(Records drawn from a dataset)
+ + + + + + +

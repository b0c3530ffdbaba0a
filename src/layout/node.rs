//! Swarm nodes and their initialization from raw data.

use std::fmt;
use std::fmt::Debug;

use crate::config::Orientation;
use crate::error::{Error, Result};
use crate::geometry::Point;
use crate::scale::{GroupBand, GroupScale, Scale};

/// Boxed accessor reading one field out of a datum.
pub type Accessor<D, T> = Box<dyn Fn(&D) -> T + Send + Sync>;

type IdAccessor<D> = Box<dyn Fn(usize, &D) -> String + Send + Sync>;

/// Default circle diameter, in pixels.
pub const DEFAULT_SIZE: f32 = 6.0;

/// How the diameter of each circle is derived.
pub enum SizeSpec<D> {
    /// Every circle has the same diameter.
    Fixed(f32),
    /// Linear mapping of a datum field onto a diameter range.
    Scaled {
        /// Reads the field that drives the size.
        accessor: Accessor<D, f32>,
        /// Field domain `(min, max)`.
        values: (f32, f32),
        /// Diameter range `(min, max)`.
        sizes: (f32, f32),
    },
    /// Arbitrary per-datum diameter.
    Custom(Accessor<D, f32>),
}

impl<D> SizeSpec<D> {
    /// Diameter for `datum`, before clamping.
    pub fn size_of(&self, datum: &D) -> f32 {
        match self {
            Self::Fixed(size) => *size,
            Self::Scaled { accessor, values, sizes } => {
                let span = values.1 - values.0;
                let t = if span.abs() < f32::EPSILON { 0.0 } else { (accessor(datum) - values.0) / span };
                sizes.0 + t * (sizes.1 - sizes.0)
            }
            Self::Custom(accessor) => accessor(datum),
        }
    }
}

impl<D> Default for SizeSpec<D> {
    fn default() -> Self {
        Self::Fixed(DEFAULT_SIZE)
    }
}

impl<D> Debug for SizeSpec<D> {
    fn fmt(&self, f: &mut fmt::Formatter<'_>) -> fmt::Result {
        match self {
            Self::Fixed(size) => f.debug_tuple("Fixed").field(size).finish(),
            Self::Scaled { values, sizes, .. } => f
                .debug_struct("Scaled")
                .field("values", values)
                .field("sizes", sizes)
                .finish_non_exhaustive(),
            Self::Custom(_) => f.write_str("Custom(..)"),
        }
    }
}

/// Caller functions that read the fields the layout needs from each datum.
pub struct Accessors<D, K, C = ()> {
    value: Accessor<D, f32>,
    group: Accessor<D, K>,
    id: Option<IdAccessor<D>>,
    size: SizeSpec<D>,
    color: Accessor<D, C>,
}

impl<D: 'static, K: 'static> Accessors<D, K, ()> {
    /// Accessors with the default size and no color.
    pub fn new(
        value: impl Fn(&D) -> f32 + Send + Sync + 'static,
        group: impl Fn(&D) -> K + Send + Sync + 'static,
    ) -> Self {
        Self {
            value: Box::new(value),
            group: Box::new(group),
            id: None,
            size: SizeSpec::default(),
            color: Box::new(|_: &D| ()),
        }
    }
}

impl<D, K, C> Accessors<D, K, C> {
    /// Set the id accessor. Ids default to the input index.
    #[must_use]
    pub fn id(mut self, id: impl Fn(usize, &D) -> String + Send + Sync + 'static) -> Self {
        self.id = Some(Box::new(id));
        self
    }

    /// Set how circle diameters are derived.
    #[must_use]
    pub fn size(mut self, size: SizeSpec<D>) -> Self {
        self.size = size;
        self
    }

    /// Set the color accessor. Colors are stored on nodes, never interpreted.
    #[must_use]
    pub fn color<C2>(self, color: impl Fn(&D) -> C2 + Send + Sync + 'static) -> Accessors<D, K, C2> {
        Accessors {
            value: self.value,
            group: self.group,
            id: self.id,
            size: self.size,
            color: Box::new(color),
        }
    }

    /// The size specification in use.
    pub fn size_spec(&self) -> &SizeSpec<D> {
        &self.size
    }

    pub(crate) fn value_of(&self, datum: &D) -> f32 {
        (self.value)(datum)
    }

    pub(crate) fn group_of(&self, datum: &D) -> K {
        (self.group)(datum)
    }

    fn id_of(&self, index: usize, datum: &D) -> String {
        self.id.as_ref().map_or_else(|| index.to_string(), |id| id(index, datum))
    }
}

impl<D, K, C> Debug for Accessors<D, K, C> {
    fn fmt(&self, f: &mut fmt::Formatter<'_>) -> fmt::Result {
        f.debug_struct("Accessors")
            .field("size", &self.size)
            .field("custom_id", &self.id.is_some())
            .finish_non_exhaustive()
    }
}

/// One positioned circle.
///
/// `primary` is fixed once the node is created; the collision resolver only
/// moves `secondary`.
#[derive(Debug, Clone, PartialEq)]
pub struct SwarmNode<K, C = ()> {
    pub(crate) id: String,
    pub(crate) index: usize,
    pub(crate) group: K,
    pub(crate) value: f32,
    pub(crate) radius: f32,
    pub(crate) primary: f32,
    pub(crate) secondary: f32,
    pub(crate) color: C,
    pub(crate) band: GroupBand,
    pub(crate) rank: usize,
    pub(crate) orientation: Orientation,
}

impl<K, C> SwarmNode<K, C> {
    /// Node identifier.
    pub fn id(&self) -> &str {
        &self.id
    }

    /// Position of the source datum in the input.
    pub fn index(&self) -> usize {
        self.index
    }

    /// Group key.
    pub fn group(&self) -> &K {
        &self.group
    }

    /// Raw value.
    pub fn value(&self) -> f32 {
        self.value
    }

    /// Circle radius.
    pub fn radius(&self) -> f32 {
        self.radius
    }

    /// Circle diameter.
    pub fn size(&self) -> f32 {
        self.radius * 2.0
    }

    /// Coordinate along the value axis.
    pub fn primary(&self) -> f32 {
        self.primary
    }

    /// Coordinate along the group axis.
    pub fn secondary(&self) -> f32 {
        self.secondary
    }

    /// Color resolved by the caller.
    pub fn color(&self) -> &C {
        &self.color
    }

    /// Band of the node's group.
    pub fn band(&self) -> GroupBand {
        self.band
    }

    /// Position in the value-then-input order.
    pub fn rank(&self) -> usize {
        self.rank
    }

    /// Screen x coordinate.
    pub fn x(&self) -> f32 {
        match self.orientation {
            Orientation::Horizontal => self.primary,
            Orientation::Vertical => self.secondary,
        }
    }

    /// Screen y coordinate.
    pub fn y(&self) -> f32 {
        match self.orientation {
            Orientation::Horizontal => self.secondary,
            Orientation::Vertical => self.primary,
        }
    }

    /// Screen position of the circle center.
    pub fn position(&self) -> Point {
        Point::new(self.x(), self.y())
    }
}

/// Build nodes in input order with `secondary` resting on the group center.
pub(crate) fn initialize<D, K, C, V, G>(
    data: &[D],
    accessors: &Accessors<D, K, C>,
    value_scale: &V,
    group_scale: &G,
    orientation: Orientation,
) -> Result<Vec<SwarmNode<K, C>>>
where
    K: Debug,
    V: Scale<f32, f32> + ?Sized,
    G: GroupScale<K> + ?Sized,
{
    let mut nodes = Vec::with_capacity(data.len());

    for (index, datum) in data.iter().enumerate() {
        let value = accessors.value_of(datum);
        if !value.is_finite() {
            return Err(Error::InvalidValue { index, value });
        }

        let group = accessors.group_of(datum);
        let band = group_scale.band(&group).ok_or_else(|| Error::UnknownGroup(format!("{group:?}")))?;
        if !band.center.is_finite() || !band.extent.is_finite() || band.extent < 0.0 {
            return Err(Error::invalid_config(
                "extent",
                format!("group {group:?} has band {band:?}"),
            ));
        }

        let primary = value_scale.scale(value);
        if !primary.is_finite() {
            return Err(Error::ScaleDomain(format!(
                "value {value} at row {index} has no position on the value axis"
            )));
        }

        let size = accessors.size.size_of(datum);
        let radius = if size.is_finite() && size >= 0.0 {
            size / 2.0
        } else {
            tracing::warn!(index, size, "invalid circle size, clamping to zero");
            0.0
        };

        nodes.push(SwarmNode {
            id: accessors.id_of(index, datum),
            index,
            group,
            value,
            radius,
            primary,
            secondary: band.center,
            color: (accessors.color)(datum),
            band,
            rank: 0,
            orientation,
        });
    }

    assign_ranks(&mut nodes);
    Ok(nodes)
}

/// Rank nodes by value, breaking ties by input index.
fn assign_ranks<K, C>(nodes: &mut [SwarmNode<K, C>]) {
    let mut order: Vec<usize> = (0..nodes.len()).collect();
    order.sort_by(|&a, &b| nodes[a].value.total_cmp(&nodes[b].value).then(a.cmp(&b)));

    for (rank, index) in order.into_iter().enumerate() {
        nodes[index].rank = rank;
    }
}

#[cfg(test)]
mod tests {
    use super::*;
    use crate::scale::LinearScale;

    struct Row {
        group: &'static str,
        value: f32,
        weight: f32,
    }

    fn rows() -> Vec<Row> {
        vec![
            Row { group: "b", value: 3.0, weight: 1.0 },
            Row { group: "a", value: 1.0, weight: -4.0 },
            Row { group: "b", value: 1.0, weight: 10.0 },
        ]
    }

    fn bands(key: &&'static str) -> Option<GroupBand> {
        match *key {
            "a" => Some(GroupBand::new(50.0, 50.0)),
            "b" => Some(GroupBand::new(150.0, 50.0)),
            _ => None,
        }
    }

    fn value_scale() -> LinearScale {
        LinearScale::new((0.0, 10.0), (0.0, 100.0)).unwrap()
    }

    #[test]
    fn test_initialize_sets_primary_and_center() {
        let accessors = Accessors::new(|r: &Row| r.value, |r: &Row| r.group);
        let nodes =
            initialize(&rows(), &accessors, &value_scale(), &bands, Orientation::Horizontal)
                .unwrap();

        assert_eq!(nodes.len(), 3);
        assert!((nodes[0].primary() - 30.0).abs() < 1e-4);
        assert!((nodes[0].secondary() - 150.0).abs() < f32::EPSILON);
        assert!((nodes[1].secondary() - 50.0).abs() < f32::EPSILON);
        assert!((nodes[0].radius() - DEFAULT_SIZE / 2.0).abs() < f32::EPSILON);
        assert_eq!(nodes[2].id(), "2");
        assert!((nodes[0].x() - nodes[0].primary()).abs() < f32::EPSILON);
        assert!((nodes[0].y() - nodes[0].secondary()).abs() < f32::EPSILON);
    }

    #[test]
    fn test_ranks_break_ties_by_index() {
        let accessors = Accessors::new(|r: &Row| r.value, |r: &Row| r.group);
        let nodes =
            initialize(&rows(), &accessors, &value_scale(), &bands, Orientation::Vertical).unwrap();

        // values 3, 1, 1 -> rows 1 and 2 tie, row 1 first
        let ranks: Vec<_> = nodes.iter().map(SwarmNode::rank).collect();
        assert_eq!(ranks, vec![2, 0, 1]);
    }

    #[test]
    fn test_negative_size_is_clamped() {
        let accessors = Accessors::new(|r: &Row| r.value, |r: &Row| r.group)
            .size(SizeSpec::Custom(Box::new(|r: &Row| r.weight)));
        let nodes =
            initialize(&rows(), &accessors, &value_scale(), &bands, Orientation::Vertical).unwrap();

        assert!((nodes[0].radius() - 0.5).abs() < f32::EPSILON);
        assert!(nodes[1].radius().abs() < f32::EPSILON);
        assert!((nodes[2].radius() - 5.0).abs() < f32::EPSILON);
    }

    #[test]
    fn test_scaled_size() {
        let spec = SizeSpec::Scaled {
            accessor: Box::new(|r: &Row| r.weight),
            values: (0.0, 10.0),
            sizes: (4.0, 24.0),
        };

        let sizes: Vec<f32> = rows().iter().map(|r| spec.size_of(r)).collect();
        assert!((sizes[0] - 6.0).abs() < 1e-5);
        assert!((sizes[2] - 24.0).abs() < 1e-5);
        assert!(format!("{spec:?}").starts_with("Scaled"));
    }

    #[test]
    fn test_unknown_group_is_rejected() {
        let accessors = Accessors::new(|r: &Row| r.value, |_: &Row| "zzz");
        let result =
            initialize(&rows(), &accessors, &value_scale(), &bands, Orientation::Vertical);

        assert!(matches!(result, Err(Error::UnknownGroup(key)) if key.contains("zzz")));
    }

    #[test]
    fn test_non_finite_value_is_rejected() {
        let accessors = Accessors::new(|_: &Row| f32::NAN, |r: &Row| r.group);
        let result =
            initialize(&rows(), &accessors, &value_scale(), &bands, Orientation::Vertical);

        assert!(matches!(result, Err(Error::InvalidValue { index: 0, .. })));
    }

    #[test]
    fn test_custom_id_and_color() {
        let accessors = Accessors::new(|r: &Row| r.value, |r: &Row| r.group)
            .id(|i, r: &Row| format!("{}-{i}", r.group))
            .color(|r: &Row| r.group.len());
        let nodes =
            initialize(&rows(), &accessors, &value_scale(), &bands, Orientation::Vertical).unwrap();

        assert_eq!(nodes[1].id(), "a-1");
        assert_eq!(*nodes[1].color(), 1);
    }
}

+ + + + + + +

Problem details:
Where the line with "use crate::geometry::Point;" ends, your copy should end too; please return exactly the lines from the first line of the data through it.

Task result:
repository b0c3530ffdbaba0a
filename src/layout/node.rs
//! Swarm nodes and their initialization from raw data.

use std::fmt;
use std::fmt::Debug;

use crate::config::Orientation;
use crate::error::{Error, Result};
use crate::geometry::Point;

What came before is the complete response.